Repeat the entries that appear below, exactly and in full.
MATERIAL FOR THE TASK START
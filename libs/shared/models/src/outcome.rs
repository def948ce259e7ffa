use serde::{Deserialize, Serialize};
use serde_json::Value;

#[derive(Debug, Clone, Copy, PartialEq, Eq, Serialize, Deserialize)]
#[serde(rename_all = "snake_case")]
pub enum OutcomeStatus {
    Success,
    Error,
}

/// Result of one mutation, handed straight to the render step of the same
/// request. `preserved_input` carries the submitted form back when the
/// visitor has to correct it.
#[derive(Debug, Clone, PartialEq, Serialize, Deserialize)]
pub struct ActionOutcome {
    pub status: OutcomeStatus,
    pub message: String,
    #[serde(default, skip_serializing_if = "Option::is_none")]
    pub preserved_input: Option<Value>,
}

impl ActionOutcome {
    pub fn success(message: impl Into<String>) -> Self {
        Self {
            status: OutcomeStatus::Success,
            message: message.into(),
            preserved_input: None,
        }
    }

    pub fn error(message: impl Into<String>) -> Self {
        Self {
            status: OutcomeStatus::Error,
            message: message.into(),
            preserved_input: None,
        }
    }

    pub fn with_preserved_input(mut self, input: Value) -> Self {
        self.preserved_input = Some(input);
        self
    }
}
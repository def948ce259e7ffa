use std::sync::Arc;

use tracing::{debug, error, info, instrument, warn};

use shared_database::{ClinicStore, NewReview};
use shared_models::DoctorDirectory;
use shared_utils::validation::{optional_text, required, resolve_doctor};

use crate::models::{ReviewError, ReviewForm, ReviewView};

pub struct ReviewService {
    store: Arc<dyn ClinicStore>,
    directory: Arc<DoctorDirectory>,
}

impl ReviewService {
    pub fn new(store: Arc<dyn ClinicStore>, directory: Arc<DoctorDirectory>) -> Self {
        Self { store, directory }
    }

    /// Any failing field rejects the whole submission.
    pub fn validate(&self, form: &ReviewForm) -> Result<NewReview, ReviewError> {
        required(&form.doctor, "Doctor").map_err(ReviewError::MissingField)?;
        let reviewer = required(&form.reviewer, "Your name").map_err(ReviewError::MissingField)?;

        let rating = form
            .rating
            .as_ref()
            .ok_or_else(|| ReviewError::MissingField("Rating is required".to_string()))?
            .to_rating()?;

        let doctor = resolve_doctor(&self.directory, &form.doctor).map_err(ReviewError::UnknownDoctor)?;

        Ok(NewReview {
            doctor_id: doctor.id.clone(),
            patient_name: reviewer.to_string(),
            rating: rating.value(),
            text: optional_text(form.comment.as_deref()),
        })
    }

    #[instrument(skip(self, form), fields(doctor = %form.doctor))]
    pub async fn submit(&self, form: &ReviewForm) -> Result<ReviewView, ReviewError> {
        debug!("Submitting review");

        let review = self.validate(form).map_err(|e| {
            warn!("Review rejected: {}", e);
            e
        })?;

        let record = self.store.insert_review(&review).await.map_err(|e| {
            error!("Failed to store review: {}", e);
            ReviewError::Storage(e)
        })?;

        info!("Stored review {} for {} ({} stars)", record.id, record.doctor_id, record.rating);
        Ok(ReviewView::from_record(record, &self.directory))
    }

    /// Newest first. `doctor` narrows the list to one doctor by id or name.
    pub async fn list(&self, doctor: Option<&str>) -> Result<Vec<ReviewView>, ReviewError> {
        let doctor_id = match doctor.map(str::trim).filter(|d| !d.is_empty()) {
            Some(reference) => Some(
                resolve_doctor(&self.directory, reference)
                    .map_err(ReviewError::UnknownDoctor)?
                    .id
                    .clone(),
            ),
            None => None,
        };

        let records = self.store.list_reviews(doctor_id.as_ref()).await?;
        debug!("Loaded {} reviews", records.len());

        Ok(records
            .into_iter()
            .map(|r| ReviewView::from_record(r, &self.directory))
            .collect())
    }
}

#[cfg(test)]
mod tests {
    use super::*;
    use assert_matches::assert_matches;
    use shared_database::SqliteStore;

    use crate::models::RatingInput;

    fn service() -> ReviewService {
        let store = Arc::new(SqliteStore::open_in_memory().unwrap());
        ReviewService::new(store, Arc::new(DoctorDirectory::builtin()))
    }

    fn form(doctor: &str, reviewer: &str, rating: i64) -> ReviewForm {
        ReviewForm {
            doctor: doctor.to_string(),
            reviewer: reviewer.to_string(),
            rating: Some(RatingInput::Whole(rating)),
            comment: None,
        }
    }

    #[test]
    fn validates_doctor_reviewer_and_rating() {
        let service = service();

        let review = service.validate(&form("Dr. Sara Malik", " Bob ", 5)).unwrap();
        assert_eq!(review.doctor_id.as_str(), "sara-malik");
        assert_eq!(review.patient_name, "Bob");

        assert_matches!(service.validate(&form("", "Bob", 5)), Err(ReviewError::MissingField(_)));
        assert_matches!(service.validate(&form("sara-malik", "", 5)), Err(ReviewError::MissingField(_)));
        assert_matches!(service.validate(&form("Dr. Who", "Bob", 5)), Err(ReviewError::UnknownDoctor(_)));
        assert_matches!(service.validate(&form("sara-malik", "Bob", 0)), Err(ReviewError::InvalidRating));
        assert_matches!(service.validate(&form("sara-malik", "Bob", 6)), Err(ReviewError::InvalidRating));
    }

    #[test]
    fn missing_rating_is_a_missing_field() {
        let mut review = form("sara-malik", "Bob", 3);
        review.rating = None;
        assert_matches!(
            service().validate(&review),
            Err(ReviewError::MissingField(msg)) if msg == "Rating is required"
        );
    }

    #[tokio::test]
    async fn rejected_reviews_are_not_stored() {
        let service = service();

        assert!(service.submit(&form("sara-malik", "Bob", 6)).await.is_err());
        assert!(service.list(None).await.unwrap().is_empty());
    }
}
MATERIAL FOR THE TASK END
* _TASK RESULT_:
filename libs/shared/models/src/outcome.rs
repository def948ce259e7ffa
use serde::{Deserialize, Serialize};
use serde_json::Value;

#[derive(Debug, Clone, Copy, PartialEq, Eq, Serialize, Deserialize)]
#[serde(rename_all = "snake_case")]
pub enum OutcomeStatus {
    Success,
    Error,
}

/// Result of one mutation, handed straight to the render step of the same
/// request. `preserved_input` carries the submitted form back when the
/// visitor has to correct it.
#[derive(Debug, Clone, PartialEq, Serialize, Deserialize)]
pub struct ActionOutcome {
    pub status: OutcomeStatus,
    pub message: String,
    #[serde(default, skip_serializing_if = "Option::is_none")]
    pub preserved_input: Option<Value>,
}

impl ActionOutcome {
    pub fn success(message: impl Into<String>) -> Self {
        Self {
            status: OutcomeStatus::Success,
            message: message.into(),
            preserved_input: None,
        }
    }

    pub fn error(message: impl Into<String>) -> Self {
        Self {
            status: OutcomeStatus::Error,
            message: message.into(),
            preserved_input: None,
        }
    }

    pub fn with_preserved_input(mut self, input: Value) -> Self {
        self.preserved_input = Some(input);
        self
    }
}
repository def948ce259e7ffa
use std::sync::Arc;

use tracing::{debug, error, info, instrument, warn};

use shared_database::{ClinicStore, NewReview};
use shared_models::DoctorDirectory;
use shared_utils::validation::{optional_text, required, resolve_doctor};

use crate::models::{ReviewError, ReviewForm, ReviewView};

pub struct ReviewService {
    store: Arc<dyn ClinicStore>,
    directory: Arc<DoctorDirectory>,
}

impl ReviewService {
    pub fn new(store: Arc<dyn ClinicStore>, directory: Arc<DoctorDirectory>) -> Self {
        Self { store, directory }
    }

    /// Any failing field rejects the whole submission.
    pub fn validate(&self, form: &ReviewForm) -> Result<NewReview, ReviewError> {
        required(&form.doctor, "Doctor").map_err(ReviewError::MissingField)?;
        let reviewer = required(&form.reviewer, "Your name").map_err(ReviewError::MissingField)?;

        let rating = form
            .rating
            .as_ref()
            .ok_or_else(|| ReviewError::MissingField("Rating is required".to_string()))?
            .to_rating()?;

        let doctor = resolve_doctor(&self.directory, &form.doctor).map_err(ReviewError::UnknownDoctor)?;

        Ok(NewReview {
            doctor_id: doctor.id.clone(),
            patient_name: reviewer.to_string(),
            rating: rating.value(),
            text: optional_text(form.comment.as_deref()),
        })
    }

    #[instrument(skip(self, form), fields(doctor = %form.doctor))]
    pub async fn submit(&self, form: &ReviewForm) -> Result<ReviewView, ReviewError> {
        debug!("Submitting review");

        let review = self.validate(form).map_err(|e| {
            warn!("Review rejected: {}", e);
            e
        })?;

        let record = self.store.insert_review(&review).await.map_err(|e| {
            error!("Failed to store review: {}", e);
            ReviewError::Storage(e)
        })?;

        info!("Stored review {} for {} ({} stars)", record.id, record.doctor_id, record.rating);
        Ok(ReviewView::from_record(record, &self.directory))
    }

    /// Newest first. `doctor` narrows the list to one doctor by id or name.
    pub async fn list(&self, doctor: Option<&str>) -> Result<Vec<ReviewView>, ReviewError> {
        let doctor_id = match doctor.map(str::trim).filter(|d| !d.is_empty()) {
            Some(reference) => Some(
                resolve_doctor(&self.directory, reference)
                    .map_err(ReviewError::UnknownDoctor)?
                    .id
                    .clone(),
            ),
            None => None,
        };

        let records = self.store.list_reviews(doctor_id.as_ref()).await?;
        debug!("Loaded {} reviews", records.len());

        Ok(records
            .into_iter()
            .map(|r| ReviewView::from_record(r, &self.directory))
            .collect())
    }
}

#[cfg(test)]
mod tests {
    use super::*;
    use assert_matches::assert_matches;
    use shared_database::SqliteStore;

    use crate::models::RatingInput;

    fn service() -> ReviewService {
        let store = Arc::new(SqliteStore::open_in_memory().unwrap());
        ReviewService::new(store, Arc::new(DoctorDirectory::builtin()))
    }

    fn form(doctor: &str, reviewer: &str, rating: i64) -> ReviewForm {
        ReviewForm {
            doctor: doctor.to_string(),
            reviewer: reviewer.to_string(),
            rating: Some(RatingInput::Whole(rating)),
            comment: None,
        }
    }

    #[test]
    fn validates_doctor_reviewer_and_rating() {
        let service = service();

        let review = service.validate(&form("Dr. Sara Malik", " Bob ", 5)).unwrap();
        assert_eq!(review.doctor_id.as_str(), "sara-malik");
        assert_eq!(review.patient_name, "Bob");

        assert_matches!(service.validate(&form("", "Bob", 5)), Err(ReviewError::MissingField(_)));
        assert_matches!(service.validate(&form("sara-malik", "", 5)), Err(ReviewError::MissingField(_)));
        assert_matches!(service.validate(&form("Dr. Who", "Bob", 5)), Err(ReviewError::UnknownDoctor(_)));
        assert_matches!(service.validate(&form("sara-malik", "Bob", 0)), Err(ReviewError::InvalidRating));
        assert_matches!(service.validate(&form("sara-malik", "Bob", 6)), Err(ReviewError::InvalidRating));
    }

    #[test]
    fn missing_rating_is_a_missing_field() {
        let mut review = form("sara-malik", "Bob", 3);
        review.rating = None;
        assert_matches!(
            service().validate(&review),
            Err(ReviewError::MissingField(msg)) if msg == "Rating is required"
        );
    }

    #[tokio::test]
    async fn rejected_reviews_are_not_stored() {
        let service = service();

        assert!(service.submit(&form("sara-malik", "Bob", 6)).await.is_err());
        assert!(service.list(None).await.unwrap().is_empty());
    }
}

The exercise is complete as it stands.